First, I find the whole notion of trying to decipher where the Dems should be, on policy grounds at least, incredibly strange. I find it especially so when it is led by Beinart. Beinart and his publication have shown themselves to be singularly without insight, utterly wrong, and unusually pendantic, without the slightest morsel of recognition of their complete failing as analysts throughout the recent period. If introspection is to be launched, surely it should not be as a result of a TNR article.
More on the flip -
Second, it seems to me that, on policy, the Dems have now expressed, through the candidacy of John Kerry, a very clear headed, coherent and, to my eyes, prudent approach to the War on Terror. It's not hard to fathom - take Kerry's speeches alone if you like. That's these speeches read like the prescriptions of General Clark for the past 2 years of course insures my approval. But that's not the point. The point is that there is a very clearly stated cogent approach that, at least to me, is generally correct. So why this call for rethinking on policy? I simply don't get it.

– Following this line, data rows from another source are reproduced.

fn load_fixture() -> String {
    let path = fixture_path();
    std::fs::read_to_string(&path).unwrap_or_else(|err| {
        let path_display = path.display();
        panic!("failed to read flextext fixture at {path_display}: {err}")
    })
}

fn parse_fixture() -> ParseOutput {
    let xml = load_fixture();
    let options = ParseOptions::new().with_source_name("sample.flextext");
    FlextextParser::parse(&xml, &options)
        .unwrap_or_else(|err| panic!("failed to parse flextext fixture: {err}"))
}

async fn build_control_plane(db_name: &str) -> IgtControlPlane<SurrealGraphStore<Db>> {
    let db = Surreal::new::<Mem>(())
        .await
        .expect("failed to create in-memory surrealdb instance");
    db.use_ns("igt")
        .use_db(db_name)
        .await
        .expect("failed to select surrealdb namespace/db");
    IgtControlPlane::new(db)
}

fn import_request(xml: String) -> ImportRequest {
    ImportRequest {
        xml,
        source_path: Some(SOURCE_PATH.to_string()),
    }
}

fn reparse(xml: &str) -> Vec<Document> {
    FlextextParser::parse(xml, &ParseOptions::new())
        .unwrap_or_else(|err| panic!("failed to reparse exported flextext: {err}"))
        .documents
}

#[test]
fn fixture_trees_survive_serialization() {
    let parsed = parse_fixture();
    assert_eq!(parsed.documents.len(), 2);
    assert!(parsed.warnings.is_empty(), "unexpected warnings: {:?}", parsed.warnings);
    for document in &parsed.documents {
        assert!(
            document.invariant_violations().is_empty(),
            "{:?}",
            document.invariant_violations()
        );
    }

    let xml = FlextextWriter::write_corpus(&parsed.documents);
    assert_eq!(reparse(&xml), parsed.documents);
}

#[test]
fn fixture_trees_survive_graph_projection() {
    let parsed = parse_fixture();
    for document in &parsed.documents {
        let materialized = materialize(document);
        let subgraph = materialized
            .batch
            .to_subgraph()
            .expect("batch should contain its document node");
        let rebuilt = reconstruct(DocumentRecords::from_subgraph(subgraph));
        assert!(rebuilt.warnings.is_empty(), "{:?}", rebuilt.warnings);
        assert_eq!(&rebuilt.document, document);
    }
}

#[test]
fn texts_without_guid_get_stable_ids() {
    let first = parse_fixture();
    let second = parse_fixture();
    let unnamed = &first.documents[1];
    assert_eq!(unnamed.id, second.documents[1].id);
    assert_ne!(unnamed.id, FOX_TEXT_ID);
    assert_eq!(unnamed.title.as_deref(), Some("Sin identificador"));
    assert_eq!(unnamed.default_language.as_deref(), Some("es"));

    let phrase = &unnamed.sections[0].phrases[0];
    assert_eq!(phrase.surface_text.as_deref(), Some("hola <mundo>"));
    assert_eq!(phrase.language.as_deref(), Some("es"));
}

#[tokio::test]
async fn import_fixture_reports_documents_and_stats() {
    let control = build_control_plane("import_report").await;
    let report = control
        .import_flextext(import_request(load_fixture()))
        .await
        .expect("import should succeed");

    assert_eq!(report.source_kind, "flextext");
    assert_eq!(report.source_path.as_deref(), Some(SOURCE_PATH));
    assert_eq!(report.documents.len(), 2);
    let fox = &report.documents[0];
    assert_eq!(fox.document_id, FOX_TEXT_ID);
    assert_eq!(fox.title.as_deref(), Some("The Fox and the Crow"));
    // text, 2 sections, 3 phrases, 7 words, 6 morphemes, 5 glosses
    assert_eq!(fox.node_count, 24);
    // one parent edge per non-text node plus section_has_word per word
    assert_eq!(fox.edge_count, 23 + 7);
    assert_eq!(fox.languages, vec!["en".to_string(), "es".to_string(), "zpq".to_string()]);
    assert!(report.documents.iter().all(|document| !document.replaced));

    let stats = &report.stats;
    assert_eq!(stats.total_texts, 2);
    assert_eq!(stats.annotated_texts, 2);
    assert_eq!(stats.total_sections, 3);
    assert_eq!(stats.total_phrases, 4);
    assert_eq!(stats.total_words, 8);
    assert_eq!(stats.punctuation_words, 2);
    assert_eq!(stats.words_with_morphemes, 3);
    assert_eq!(stats.words_with_only_translation, 2);
    assert_eq!(stats.words_whitespace_only, 1);
    assert_eq!(stats.total_morphemes, 6);
    assert_eq!(stats.total_glosses, 5);
    assert_eq!(stats.morpheme_types.get("stem"), Some(&2));
    assert_eq!(stats.morpheme_types.get("prefix"), Some(&2));
    assert_eq!(stats.morpheme_types.get("root"), Some(&1));
    assert_eq!(stats.morpheme_types.get("suffix"), Some(&1));
    assert!(stats.pos_tags.contains("n") && stats.pos_tags.contains("v"));
}

#[tokio::test]
async fn stored_documents_export_back_to_the_parsed_trees() {
    let parsed = parse_fixture();
    let control = build_control_plane("export_roundtrip").await;
    control
        .import_flextext(ImportRequest {
            xml: load_fixture(),
            source_path: Some("sample.flextext".to_string()),
        })
        .await
        .expect("import should succeed");

    for expected in &parsed.documents {
        let artifact = control
            .export_document(&expected.id, ExportFormat::Flextext)
            .await
            .expect("export should succeed");
        assert_eq!(artifact.media_type, "application/xml");
        assert_eq!(artifact.file_name, format!("{}.flextext", expected.id));
        assert_eq!(reparse(&artifact.content), vec![expected.clone()]);
    }

    let corpus = control
        .export_corpus(ExportFormat::Flextext)
        .await
        .expect("corpus export should succeed");
    assert_eq!(corpus.file_name, "interlinear_texts.flextext");
    let mut exported = reparse(&corpus.content);
    let mut expected = parsed.documents.clone();
    exported.sort_by(|left, right| left.id.cmp(&right.id));
    expected.sort_by(|left, right| left.id.cmp(&right.id));
    assert_eq!(exported, expected);
}

#[tokio::test]
async fn reimport_replaces_the_stored_subgraph() {
    let control = build_control_plane("reimport").await;
    let xml = load_fixture();
    control
        .import_flextext(import_request(xml.clone()))
        .await
        .expect("first import should succeed");
    let first = control
        .store()
        .read_document(FOX_TEXT_ID)
        .await
        .expect("read should succeed")
        .expect("document should be stored");

    let again = control
        .import_flextext(import_request(xml.clone()))
        .await
        .expect("second import should succeed");
    assert!(again.documents.iter().all(|document| document.replaced));
    let second = control
        .store()
        .read_document(FOX_TEXT_ID)
        .await
        .expect("read should succeed")
        .expect("document should be stored");
    assert_eq!(first.words.len(), second.words.len());
    assert_eq!(first.morphemes.len(), second.morphemes.len());
    assert_eq!(first.relations.len(), second.relations.len());

    let listed = control.list_documents(10).await.expect("list should succeed");
    assert_eq!(listed.len(), 2);

    let trimmed = xml.replace(
        r#"<item type="note" lang="en">Speaker hesitates here.</item>"#,
        "",
    );
    control
        .import_flextext(import_request(trimmed))
        .await
        .expect("third import should succeed");
    let stats = control
        .document_stats(FOX_TEXT_ID)
        .await
        .expect("stats should succeed");
    assert_eq!(stats.total_glosses, 4);
}

#[tokio::test]
async fn punctuation_words_keep_their_flag_through_storage() {
    let control = build_control_plane("punctuation").await;
    control
        .import_flextext(import_request(load_fixture()))
        .await
        .expect("import should succeed");

    let reconstruction = control
        .load_document(FOX_TEXT_ID)
        .await
        .expect("load should succeed");
    assert!(reconstruction.warnings.is_empty());
    let punctuation: Vec<_> = reconstruction
        .document
        .words()
        .filter(|word| word.is_punctuation)
        .collect();
    assert_eq!(punctuation.len(), 2);
    assert_eq!(punctuation[0].surface_form, ".");
    assert!(punctuation[0].gloss.is_none());
    assert!(punctuation[0].morphemes.is_empty());
    assert_eq!(punctuation[1].surface_form, "!");
    assert_eq!(punctuation[1].language.as_deref(), Some("zpq"));
}

#[tokio::test]
async fn unknown_document_is_not_found() {
    let control = build_control_plane("missing").await;
    let err = control
        .export_document("no-such-text", ExportFormat::Json)
        .await
        .expect_err("export of an unknown id should fail");
    assert_eq!(err.kind(), ErrorKind::NotFound);

    let err = control
        .document_stats("no-such-text")
        .await
        .expect_err("stats of an unknown id should fail");
    assert_eq!(err.kind(), ErrorKind::NotFound);
}

#[tokio::test]
async fn empty_store_has_nothing_to_export() {
    let control = build_control_plane("empty").await;
    let err = control
        .export_corpus(ExportFormat::Flextext)
        .await
        .expect_err("empty corpus export should fail");
    assert_eq!(err.kind(), ErrorKind::NotFound);

    let stats = control.corpus_stats().await.expect("stats should succeed");
    assert_eq!(stats.total_texts, 0);
    assert!(control.list_documents(5).await.expect("list should succeed").is_empty());
}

Well, perhaps it's image building - or framing if you like - that is their point. That Dems are still losing the image battle. Well we are of course. And we need to do better. But what is it they dwell on? What are their ideas? Repudiate Michael Moore and MoveOn.
Well, with due respect, this is zany. What the fuck? Who declared Michael Moore and MoveOn our foreign policy gurus? Where the hell was I? What are they talking about?

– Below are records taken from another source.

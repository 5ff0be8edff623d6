//! Core pipeline for interlinear glossed texts.
//!
//! This crate parses FLEx `.flextext` documents into trees, projects them onto
//! graph rows for storage, rebuilds trees from stored subgraphs and serializes
//! them back out. Corpus statistics and lexical analyses run over the rebuilt
//! trees. The `SurrealDB` and in-memory graph stores live here too, behind the
//! control plane.

pub mod analytics;
pub mod control;
pub mod exporters;
pub mod graph;
pub mod parsers;
pub mod stats;
pub mod store;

Ladies and Gentleman of the Mods, please understand that LGF, Instahack and whatever wacko Right Wing blog you guys follow do not hold the zeitgeist in their hands. For your information, the Dem problem on national security image is of longstanding - long before F911 (I would argue that strongly helped us in fact), long before MoveOn (btw, who besides a hardened political junkie even knows what MoveOn is) - the Dems have been killed on national security. There was even an asshole member here who wrote the same fucking diary day after day on this for the past 15 months.
Wake up, that's not the problem. The problem is, and was for a large part of the campaign, FEAR of the issue coupled with the existing brand problem.
Now I supported General Clark, for the 3 people who may not have known that, because Clark discussed national security with a fearlessness and confidence that one would expect from a 4 star General. He excoriated the Bush Buffoons at every turn. And he had the image - the 4 stars - who's gonna say a General is soft on national security? Well, in fact, no one ever did. The attacks on Clark, many from the Left, were on so called "character" issues - never on the issue of national security.
Clark's strength was buttressed by the emergence of dissident figures from the national security establishment - Zinni, Shinseki, McPeak, Shalikshivili and importantly, Richard Clarke, whose bravura performances so damaged BushCo last spring.
Who hurt us the most? Frankly, our politicians, Lieberman in ways we all understand. Our slow moving Senators, including Biden and others. And Kerry, who was told that he could win on the kitchen table issues, and believed it, until September.
So what can work for us? In my view, what we did from September to Election Day - confidently critiquing the disaster that is BushCo, clearly expressing what we would do differently. Giving no quarter.
What should we not do? Precisely what some ModBlogs want - make the issue Michael Moore. Frankly, for the very intelligent people who make this suggestion, I can only shake my head - this is truly a moment of monumental stupidity from some very bright folks. I can't imagine they will feel comfortable with this opinion even a week from now. It is ludicrous.
One final point. Not surprisingly, the ModBlogs are defensive on Iraq. I can understand that. They should be. But this defensiveness leads to more silly things. Move past Iraq they say. Iraq is not the War on Terror they now preach to US!!
Well, sorry, but no sale NOW! Iraq is important on policy and politics grounds. We can not form a coherent strategy on terror and ignore Iraq. That's just stupid. It is now surely a huge factor in the War on Terror, just as surely as it was not when the decision to invade was made.
On the politics, it is our calling card, it is our opportunity - we bang the Republicans over the head with Iraq - this is so obvious as to again, make you wonder how smart people could have written such silly things. Well they are wrong, again, on Iraq.